Rosen Neal, She Qing-Bai
Department of Medicine and Program in Molecular Pharmacology and Chemistry, Memorial Sloan-Kettering Cancer Center, New York, New York 10021, USA.
Cancer Cell. 2006 Oct;10(4):254-6. doi: 10.1016/j.ccr.2006.10.001.
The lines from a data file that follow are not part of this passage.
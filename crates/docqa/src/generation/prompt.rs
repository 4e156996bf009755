//! Prompt templates for retrieval-augmented answering

use crate::providers::VectorSearchResult;

/// Prompt builder for RAG queries
pub struct PromptBuilder;

impl PromptBuilder {
    /// Stuff every retrieved chunk into one numbered context block
    pub fn build_context(results: &[VectorSearchResult]) -> String {
        results
            .iter()
            .enumerate()
            .map(|(i, result)| format!("[{}]\n{}", i + 1, result.chunk.content.trim()))
            .collect::<Vec<_>>()
            .join("\n\n---\n\n")
    }

    /// Build the full RAG prompt
    pub fn build_rag_prompt(question: &str, context: &str) -> String {
        format!(
            r#"Use the following pieces of context to answer the question at the end. If you don't know the answer, just say that you don't know, don't try to make up an answer.

{context}

Question: {question}
Helpful Answer:"#,
            context = context,
            question = question
        )
    }
}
AKT, a key regulator of cell proliferation and survival, is commonly dysregulated in human cancers. Activated AKT kinase is oncogenic and required for tumorigenesis in PTEN-deficient animals. However, the importance of AKT in mediating transformation by other oncogenes and which of its targets are necessary for this process are poorly understood. In this issue of Cancer Cell, Skeen et al. show that AKT is required for transformation by mutant H-Ras and for experimental skin carcinogenesis. Moreover, the effects of AKT are mediated predominantly or solely via mTORC1. This suggests that AKT or mTOR inhibitors will be useful treatments for many cancers.
AKT是细胞增殖和存活的关键调节因子,在人类癌症中通常失调。活化的AKT激酶具有致癌性,是PTEN缺陷动物肿瘤发生所必需的。然而,AKT在介导其他致癌基因转化中的重要性以及该过程中其哪些靶点是必需的,目前尚不清楚。在本期《癌细胞》杂志中,斯金等人表明,AKT是突变型H-Ras转化和实验性皮肤癌发生所必需的。此外,AKT的作用主要或仅通过mTORC1介导。这表明AKT或mTOR抑制剂将对许多癌症有治疗作用。